--- Task instructions ---
Look through the material and copy each line holding "PROFILE".

==== Entries shown

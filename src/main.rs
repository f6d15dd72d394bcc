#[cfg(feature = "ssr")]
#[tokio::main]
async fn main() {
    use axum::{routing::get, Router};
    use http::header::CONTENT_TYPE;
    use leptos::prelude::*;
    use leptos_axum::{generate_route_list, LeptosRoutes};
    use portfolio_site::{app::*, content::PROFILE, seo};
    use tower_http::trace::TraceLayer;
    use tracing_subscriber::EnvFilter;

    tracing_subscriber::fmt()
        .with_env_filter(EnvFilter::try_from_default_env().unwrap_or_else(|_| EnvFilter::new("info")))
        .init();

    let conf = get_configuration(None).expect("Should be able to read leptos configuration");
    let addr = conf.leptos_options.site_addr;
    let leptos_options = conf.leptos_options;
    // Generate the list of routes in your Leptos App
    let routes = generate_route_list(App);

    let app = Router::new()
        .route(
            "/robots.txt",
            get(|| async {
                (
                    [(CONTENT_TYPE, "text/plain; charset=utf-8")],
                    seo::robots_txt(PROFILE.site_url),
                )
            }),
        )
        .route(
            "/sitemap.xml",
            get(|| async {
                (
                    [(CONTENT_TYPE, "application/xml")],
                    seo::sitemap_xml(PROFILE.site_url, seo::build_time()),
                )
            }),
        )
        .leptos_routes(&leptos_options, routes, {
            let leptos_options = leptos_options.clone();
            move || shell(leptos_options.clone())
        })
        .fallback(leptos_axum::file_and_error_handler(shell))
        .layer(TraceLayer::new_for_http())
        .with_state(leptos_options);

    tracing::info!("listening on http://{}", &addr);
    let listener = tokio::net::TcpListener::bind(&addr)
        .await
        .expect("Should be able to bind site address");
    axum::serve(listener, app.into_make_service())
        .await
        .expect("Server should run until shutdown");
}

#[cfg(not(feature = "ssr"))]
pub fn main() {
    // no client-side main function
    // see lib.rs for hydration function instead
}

========
==== Entries shown

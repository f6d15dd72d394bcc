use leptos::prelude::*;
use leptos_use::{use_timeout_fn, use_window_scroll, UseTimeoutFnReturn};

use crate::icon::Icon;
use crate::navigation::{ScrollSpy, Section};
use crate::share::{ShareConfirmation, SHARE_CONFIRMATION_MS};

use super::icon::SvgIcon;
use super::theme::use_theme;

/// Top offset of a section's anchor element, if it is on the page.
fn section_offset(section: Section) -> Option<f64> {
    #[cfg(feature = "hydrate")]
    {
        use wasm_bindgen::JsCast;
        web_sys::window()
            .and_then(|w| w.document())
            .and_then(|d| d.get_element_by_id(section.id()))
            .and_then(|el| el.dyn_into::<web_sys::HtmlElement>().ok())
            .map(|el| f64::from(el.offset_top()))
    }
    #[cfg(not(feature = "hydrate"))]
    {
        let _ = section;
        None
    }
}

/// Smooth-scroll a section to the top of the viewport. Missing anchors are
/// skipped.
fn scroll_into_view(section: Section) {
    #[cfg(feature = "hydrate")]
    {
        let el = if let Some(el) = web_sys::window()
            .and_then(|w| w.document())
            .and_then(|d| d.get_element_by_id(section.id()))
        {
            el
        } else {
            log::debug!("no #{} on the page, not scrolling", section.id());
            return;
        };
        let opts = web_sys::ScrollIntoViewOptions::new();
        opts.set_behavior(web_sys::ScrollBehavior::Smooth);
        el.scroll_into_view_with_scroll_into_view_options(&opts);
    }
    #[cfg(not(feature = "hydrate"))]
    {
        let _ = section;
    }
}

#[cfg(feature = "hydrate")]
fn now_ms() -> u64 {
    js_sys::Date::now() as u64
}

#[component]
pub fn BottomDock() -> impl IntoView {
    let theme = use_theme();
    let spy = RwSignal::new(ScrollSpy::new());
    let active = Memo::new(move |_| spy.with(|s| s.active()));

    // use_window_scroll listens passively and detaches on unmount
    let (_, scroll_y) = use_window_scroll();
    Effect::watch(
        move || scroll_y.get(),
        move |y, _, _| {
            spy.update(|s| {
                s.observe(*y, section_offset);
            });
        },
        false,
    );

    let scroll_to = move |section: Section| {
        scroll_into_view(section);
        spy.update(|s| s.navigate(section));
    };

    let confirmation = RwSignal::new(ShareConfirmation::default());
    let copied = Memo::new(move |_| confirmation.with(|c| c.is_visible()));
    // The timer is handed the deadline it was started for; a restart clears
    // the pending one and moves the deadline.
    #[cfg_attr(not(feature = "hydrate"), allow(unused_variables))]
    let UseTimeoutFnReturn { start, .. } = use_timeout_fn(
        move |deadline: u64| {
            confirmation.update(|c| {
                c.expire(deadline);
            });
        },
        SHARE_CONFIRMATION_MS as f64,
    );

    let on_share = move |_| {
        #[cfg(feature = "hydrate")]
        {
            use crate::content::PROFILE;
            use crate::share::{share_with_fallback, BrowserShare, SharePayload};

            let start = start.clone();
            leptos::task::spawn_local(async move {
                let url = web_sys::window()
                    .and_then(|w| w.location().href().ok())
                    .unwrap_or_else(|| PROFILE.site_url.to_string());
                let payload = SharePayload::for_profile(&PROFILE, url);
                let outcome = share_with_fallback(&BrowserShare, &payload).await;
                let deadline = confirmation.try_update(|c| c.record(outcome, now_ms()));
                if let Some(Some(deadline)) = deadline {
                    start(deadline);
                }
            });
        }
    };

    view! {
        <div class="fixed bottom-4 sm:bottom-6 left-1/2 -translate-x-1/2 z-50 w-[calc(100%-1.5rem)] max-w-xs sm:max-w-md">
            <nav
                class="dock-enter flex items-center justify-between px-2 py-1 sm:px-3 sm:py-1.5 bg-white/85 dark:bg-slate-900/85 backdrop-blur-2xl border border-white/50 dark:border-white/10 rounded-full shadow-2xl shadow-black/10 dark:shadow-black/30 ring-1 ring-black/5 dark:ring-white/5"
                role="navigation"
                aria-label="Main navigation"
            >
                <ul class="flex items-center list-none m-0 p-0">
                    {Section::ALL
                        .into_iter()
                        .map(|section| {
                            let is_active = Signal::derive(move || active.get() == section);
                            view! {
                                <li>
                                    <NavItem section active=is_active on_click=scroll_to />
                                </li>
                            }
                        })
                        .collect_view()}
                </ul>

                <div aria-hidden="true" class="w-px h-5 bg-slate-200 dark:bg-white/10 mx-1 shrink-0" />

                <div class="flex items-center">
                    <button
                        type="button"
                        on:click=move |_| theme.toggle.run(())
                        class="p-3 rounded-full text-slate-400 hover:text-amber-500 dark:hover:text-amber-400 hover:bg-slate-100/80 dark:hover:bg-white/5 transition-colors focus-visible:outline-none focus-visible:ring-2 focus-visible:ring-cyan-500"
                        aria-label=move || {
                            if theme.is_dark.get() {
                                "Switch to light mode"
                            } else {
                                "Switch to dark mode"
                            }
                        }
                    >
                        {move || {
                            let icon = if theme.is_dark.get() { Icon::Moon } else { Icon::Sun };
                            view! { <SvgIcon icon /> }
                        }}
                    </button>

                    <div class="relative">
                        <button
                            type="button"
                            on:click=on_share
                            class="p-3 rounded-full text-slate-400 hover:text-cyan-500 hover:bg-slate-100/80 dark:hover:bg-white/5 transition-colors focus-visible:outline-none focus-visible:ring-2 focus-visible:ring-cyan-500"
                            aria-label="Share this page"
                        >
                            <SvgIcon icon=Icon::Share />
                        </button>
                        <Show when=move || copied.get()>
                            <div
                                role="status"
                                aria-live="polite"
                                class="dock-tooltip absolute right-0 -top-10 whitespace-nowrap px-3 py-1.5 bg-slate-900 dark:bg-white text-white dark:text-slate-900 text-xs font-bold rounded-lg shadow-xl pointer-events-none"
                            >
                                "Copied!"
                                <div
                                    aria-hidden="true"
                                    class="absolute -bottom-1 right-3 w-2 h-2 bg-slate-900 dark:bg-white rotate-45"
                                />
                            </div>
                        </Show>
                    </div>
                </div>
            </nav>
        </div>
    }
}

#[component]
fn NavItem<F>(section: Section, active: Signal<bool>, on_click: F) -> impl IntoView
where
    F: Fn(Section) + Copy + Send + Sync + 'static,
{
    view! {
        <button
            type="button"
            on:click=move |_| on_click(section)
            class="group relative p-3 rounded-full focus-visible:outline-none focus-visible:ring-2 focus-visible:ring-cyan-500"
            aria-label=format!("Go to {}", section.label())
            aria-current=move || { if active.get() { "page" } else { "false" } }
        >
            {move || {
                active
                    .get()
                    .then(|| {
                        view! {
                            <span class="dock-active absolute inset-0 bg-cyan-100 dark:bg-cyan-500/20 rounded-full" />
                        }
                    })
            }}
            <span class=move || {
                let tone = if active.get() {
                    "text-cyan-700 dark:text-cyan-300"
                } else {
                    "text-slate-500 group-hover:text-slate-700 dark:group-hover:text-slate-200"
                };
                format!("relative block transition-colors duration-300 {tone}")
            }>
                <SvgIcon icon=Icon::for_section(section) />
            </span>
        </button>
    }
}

========
==== Entries shown

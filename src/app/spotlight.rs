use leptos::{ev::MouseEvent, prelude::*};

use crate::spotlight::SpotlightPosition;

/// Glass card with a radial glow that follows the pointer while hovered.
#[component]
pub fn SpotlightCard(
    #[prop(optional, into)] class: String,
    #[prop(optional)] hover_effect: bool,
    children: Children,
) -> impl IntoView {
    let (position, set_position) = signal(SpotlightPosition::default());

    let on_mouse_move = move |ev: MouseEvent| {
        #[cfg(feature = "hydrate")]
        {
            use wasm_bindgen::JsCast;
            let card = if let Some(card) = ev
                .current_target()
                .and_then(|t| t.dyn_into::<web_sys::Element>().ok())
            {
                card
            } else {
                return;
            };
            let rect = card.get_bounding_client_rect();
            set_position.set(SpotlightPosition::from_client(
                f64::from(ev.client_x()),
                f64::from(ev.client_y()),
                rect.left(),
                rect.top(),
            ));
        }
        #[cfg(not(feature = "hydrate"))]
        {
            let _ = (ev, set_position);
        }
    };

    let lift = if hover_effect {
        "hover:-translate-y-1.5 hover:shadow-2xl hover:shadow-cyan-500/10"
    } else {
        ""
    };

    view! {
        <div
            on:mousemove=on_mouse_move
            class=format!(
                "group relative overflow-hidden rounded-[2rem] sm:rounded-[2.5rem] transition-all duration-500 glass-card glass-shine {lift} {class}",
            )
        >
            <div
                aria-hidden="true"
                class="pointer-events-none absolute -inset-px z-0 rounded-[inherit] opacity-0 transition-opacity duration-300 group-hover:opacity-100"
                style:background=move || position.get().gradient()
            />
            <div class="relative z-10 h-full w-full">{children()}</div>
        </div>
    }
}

========

--- Written answer ---
    use portfolio_site::{app::*, content::PROFILE, seo};
                    seo::robots_txt(PROFILE.site_url),
                    seo::sitemap_xml(PROFILE.site_url, seo::build_time()),
            use crate::content::PROFILE;
                    .unwrap_or_else(|| PROFILE.site_url.to_string());
                let payload = SharePayload::for_profile(&PROFILE, url);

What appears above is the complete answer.